Madras High Court
V. Thangaraj vs Sankaran Financiers Rep. By Its ... on 21 April, 2007
Equivalent citations: AIR2007MAD284A
Author: S.R. Singharavelu
Bench: S.R. Singharavelu
JUDGMENT S.R. Singharavelu, J.
1. This appeal arises against the judgment dated 11.08.1993 by the learned Subordinate Judge, Vellore, in O.S.No. 483 of 1988, in decreeing the suit. Defendant is the appellant.
2. The suit is based on a pronote, which is marked as Ex.A-4 purported to have been executed by defendant on 16.08.1986 agreeing to repay the said amount on demand to plaintiff or as directed by him with interest at the rate of 24% per annum. The pronote also shows that there was a cash consideration of Rs. 22,000/- thereunder, which was attested by Gajaraj, who was examined as P.W.1 and scribed by one Pichandi.
3. The appellant/defendant pointed out that neither the scribe nor the plaintiff was examined. But the plaintiff has chosen to examine his father as P.W.1, who claims to have known the facts of the case including the suit borrowal. The defendant's contention is that under different circumstances he has signed in a blank pronote form and given it to plaintiff. When defendant thus admitted his signature found in Ex.A-4 pronote and stated that it was executed in a blank form then there arises a legal presumption under Section 118 of Negotiable Instruments Act that the instrument was prima facie supported for consideration. This presumption is rebuttable and the defendant, who was examined as D.W.1, would say that when there was transaction with Sankaran Financiers, plaintiff's finance company, he happened to give a blank signed pronote form; besides there were other transactions including mortgage to one Jothi Chettiar.

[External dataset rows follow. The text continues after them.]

//! Configuration loading and validation for the tunnel.

use std::net::SocketAddr;

use anyhow::{Context, Result};
use serde::Deserialize;

use crate::tuning::DEFAULT_SOCKET_BUFFER_SIZE;

/// Validated tunnel configuration.
#[derive(Debug, Clone, Deserialize)]
pub struct Config {
    /// TCP port to accept client connections on.
    #[serde(default = "default_listen_port")]
    pub listen_port: u16,

    /// Backend every tunnel is relayed to (e.g. `"127.0.0.1:109"`).
    #[serde(default = "default_backend_addr")]
    pub backend_addr: String,

    /// `SO_RCVBUF` / `SO_SNDBUF` applied to every socket, in bytes.
    #[serde(default = "default_socket_buffer_size")]
    pub socket_buffer_size: usize,

    /// Pending-connection queue length for the listener.
    #[serde(default = "default_listen_backlog")]
    pub listen_backlog: u32,

    /// Tracing log level.
    #[serde(default = "default_log_level")]
    pub log_level: String,
}

fn default_listen_port() -> u16 {
    8880
}
fn default_backend_addr() -> String {
    "127.0.0.1:109".into()
}
fn default_socket_buffer_size() -> usize {
    DEFAULT_SOCKET_BUFFER_SIZE
}
fn default_listen_backlog() -> u32 {
    4096
}
fn default_log_level() -> String {
    "info".into()
}

impl Config {
    /// Load and validate configuration from environment variables.
    pub fn from_env() -> Result<Self> {
        let cfg = config::Config::builder()
            .add_source(config::Environment::default())
            .build()
            .context("failed to build tunnel configuration")?;

        let c: Config = cfg
            .try_deserialize()
            .context("failed to deserialise tunnel configuration")?;

        c.validate()?;
        Ok(c)
    }

    /// Address the listener binds to.
    pub fn listen_addr(&self) -> SocketAddr {
        ([0u8, 0, 0, 0], self.listen_port).into()
    }

    /// Parsed backend address. Only fails on an unvalidated config.
    pub fn backend(&self) -> Result<SocketAddr> {
        self.backend_addr
            .trim()
            .parse()
            .with_context(|| format!("BACKEND_ADDR {:?} is not a valid socket address", self.backend_addr))
    }

    fn validate(&self) -> Result<()> {
        self.backend()?;
        if self.socket_buffer_size == 0 {
            anyhow::bail!("SOCKET_BUFFER_SIZE must be > 0");
        }
        if self.listen_backlog == 0 {
            anyhow::bail!("LISTEN_BACKLOG must be > 0");
        }
        Ok(())
    }
}

impl Default for Config {
    fn default() -> Self {
        Self {
            listen_port: default_listen_port(),
            backend_addr: default_backend_addr(),
            socket_buffer_size: default_socket_buffer_size(),
            listen_backlog: default_listen_backlog(),
            log_level: default_log_level(),
        }
    }
}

4. Simply because defendant was able to narrate the events under which he has borrowed several amounts that will not be conclusive proof that in all times he has given a blank pronote form as a security. Even according to him, all the erstwhile transactions have been discharged and in that event, had he given a blank suit pronote signed by him as only a security, he could have issued a notice and asked for return of the same. This is so because even, according to the defendant, all his erstwhile transactions have been discharged. Such failure on the part of the defendant in not asking for his blank signed pronote form, which, according to him, as delivered as a security for the erstwhile transactions, would go to falsify statement as if he has given Ex.A-4 only as security for other loans. Thus, the defendant has not successfully rebutted the presumption and therefore, it cannot be said that the plaintiff has filled up the consideration in the blank pronote form, which has been delivered to him after signing of defendant. It is also not the case of defendant that instead of Rs. 22,000/-he has received only a lesser sum and therefore, we have to only come to the conclusion that Ex.A-4 pronote was correctly executed.

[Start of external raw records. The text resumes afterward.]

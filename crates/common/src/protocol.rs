//! Wire framing consumed and produced by the tunnel.
//!
//! The tunnel does not parse HTTP. It captures the raw request prefix up to
//! [`HEADER_TERMINATOR`] and only asks one question of it: does the client want
//! a WebSocket upgrade? The answer picks one of two literal response payloads.

// ---------------------------------------------------------------------------
// Header frame
// ---------------------------------------------------------------------------

/// Blank-line sequence that ends an HTTP request head.
pub const HEADER_TERMINATOR: &[u8; 4] = b"\r\n\r\n";

/// Upper bound on the number of bytes captured from a client before the
/// response decision is made, terminator or not.
pub const MAX_HEADER_SIZE: usize = 16 * 1024;

/// Returns `true` when `frame` ends with [`HEADER_TERMINATOR`].
pub fn is_frame_complete(frame: &[u8]) -> bool {
    frame.ends_with(HEADER_TERMINATOR)
}

// ---------------------------------------------------------------------------
// Response selection
// ---------------------------------------------------------------------------

/// Response written to clients asking for a WebSocket upgrade.
pub const SWITCHING_PROTOCOLS: &[u8] =
    b"HTTP/1.1 101 Switching Protocols\r\nUpgrade: websocket\r\nConnection: Upgrade\r\n\r\n";

/// Response written to every other client (plain `CONNECT` style tunnels).
pub const CONNECTION_ESTABLISHED: &[u8] = b"HTTP/1.1 200 Connection Established\r\n\r\n";

/// Markers whose presence anywhere in the header frame signals upgrade intent.
const UPGRADE_MARKERS: [&[u8]; 2] = [b"websocket", b"upgrade"];

/// What the client appears to be asking for, judged from its header frame.
#[derive(Debug, Clone, Copy, PartialEq, Eq)]
pub enum Intent {
    /// The frame mentions `websocket` or `Upgrade`.
    Upgrade,
    /// Anything else, including an empty or truncated frame.
    Tunnel,
}

impl Intent {
    /// Classify a captured header frame.
    ///
    /// Matching is ASCII case-insensitive, so `UPGRADE` and `WebSocket` count.
    pub fn detect(frame: &[u8]) -> Self {
        if UPGRADE_MARKERS
            .iter()
            .any(|marker| contains_ignore_ascii_case(frame, marker))
        {
            Intent::Upgrade
        } else {
            Intent::Tunnel
        }
    }

    /// The literal response payload for this intent.
    pub fn response(self) -> &'static [u8] {
        match self {
            Intent::Upgrade => SWITCHING_PROTOCOLS,
            Intent::Tunnel => CONNECTION_ESTABLISHED,
        }
    }
}

fn contains_ignore_ascii_case(haystack: &[u8], needle: &[u8]) -> bool {
    if needle.is_empty() {
        return true;
    }
    haystack
        .windows(needle.len())
        .any(|window| window.eq_ignore_ascii_case(needle))
}

#[cfg(test)]
mod tests {
    use super::*;

    #[test]
    fn websocket_request_is_upgrade() {
        let frame = b"GET /chat HTTP/1.1\r\nHost: x\r\nUpgrade: websocket\r\nConnection: Upgrade\r\n\r\n";
        assert_eq!(Intent::detect(frame), Intent::Upgrade);
        assert_eq!(Intent::detect(frame).response(), SWITCHING_PROTOCOLS);
    }

    #[test]
    fn plain_get_is_tunnel() {
        let frame = b"GET / HTTP/1.1\r\nHost: x\r\n\r\n";
        assert_eq!(Intent::detect(frame), Intent::Tunnel);
        assert_eq!(Intent::detect(frame).response(), CONNECTION_ESTABLISHED);
    }

    #[test]
    fn connect_is_tunnel() {
        let frame = b"CONNECT 127.0.0.1:22 HTTP/1.1\r\n\r\n";
        assert_eq!(Intent::detect(frame), Intent::Tunnel);
    }

    #[test]
    fn detection_ignores_case() {
        assert_eq!(Intent::detect(b"UPGRADE: x\r\n\r\n"), Intent::Upgrade);
        assert_eq!(Intent::detect(b"x: WebSocket\r\n\r\n"), Intent::Upgrade);
    }

    #[test]
    fn marker_may_appear_anywhere() {
        assert_eq!(Intent::detect(b"GET /websocket HTTP/1.1\r\n\r\n"), Intent::Upgrade);
        assert_eq!(Intent::detect(b"upgrad"), Intent::Tunnel);
    }

    #[test]
    fn empty_frame_is_tunnel() {
        assert_eq!(Intent::detect(b""), Intent::Tunnel);
    }

    #[test]
    fn frame_completion() {
        assert!(is_frame_complete(b"GET / HTTP/1.1\r\n\r\n"));
        assert!(!is_frame_complete(b"GET / HTTP/1.1\r\n"));
        assert!(!is_frame_complete(b"\r\n\r"));
    }

    #[test]
    fn responses_end_with_blank_line() {
        assert!(is_frame_complete(SWITCHING_PROTOCOLS));
        assert!(is_frame_complete(CONNECTION_ESTABLISHED));
        assert!(SWITCHING_PROTOCOLS.starts_with(b"HTTP/1.1 101 "));
        assert!(CONNECTION_ESTABLISHED.starts_with(b"HTTP/1.1 200 "));
    }
}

5. Mr. Prabhakaran, learned Counsel appearing for the appellant/defendant submitted that S. Ameer v. Vivek Enterprises 2005 1 L.W. 187, wherein it was observed that as per Article 13(2) of Stamp Act if there is under-stamping of the instrument then it may not be admissible in evidence as per Section 35 of the said Act. Under Section 35 of the Stamp Act, an instrument shall not be admitted in evidence unless such instrument is duly executed.
6. Reliance was also placed on R. Ravindran v. M. Rajamanickam 2006 3 L.W. 928. wherein also it was held that in view of the proviso to Section 35 of the Stamp Act, the document cannot be validated by payment of penalty. Therefore, the learned Counsel submitted that the pronote Ex.A-4 is inadmissible in evidence and cannot be acted upon.
7. The learned Counsel for the respondent/plaintiff relied on Shyamal Kumar Roy v. Sushil Kumar Agarwal 2006(ii) Scale 159, wherein it was held that the appellant having consented to the document being marked as an exhibit has lost his right to re-open the question. This is the judgment of Honourable Apex Court, which is binding. In this case also, the appellant/defendant had admitted that the suit pronote has been marked as Ex.A-4. He has waived his right to question the same even though such right was originally available to him.
8. Learned Counsel for the appellant/defendant submitted that the pronote reads as if the consideration was by cash; whereas P.W.1 deposed that such consideration was passed on 16.08.1986 through cheque, copy thereof is Ex.A-6. Ex.A-7 is the signature of the defendant on the back of the said cheque and it is not denied as if defendant never encashed the said cheque, which is also for Rs. 22,000/-. The mentioning of cash under Ex.A-4 pronote is right in the sense what was ultimately received by appellant/defendant was cashed after encashing the cheque. The defendant cannot deny the encashment because on the back of the cheque he has signed, which presupposes the presenting of the cheque in the bank and encashing it. The moment when it was presented before the bank, it is only for encashment and not for any other purpose unless the appellant/defendant pleaded so. I find positive passing of consideration. There is no merits in the appeal and is liable to be dismissed.
For the reasons mentioned above, the appeal is dismissed. No costs.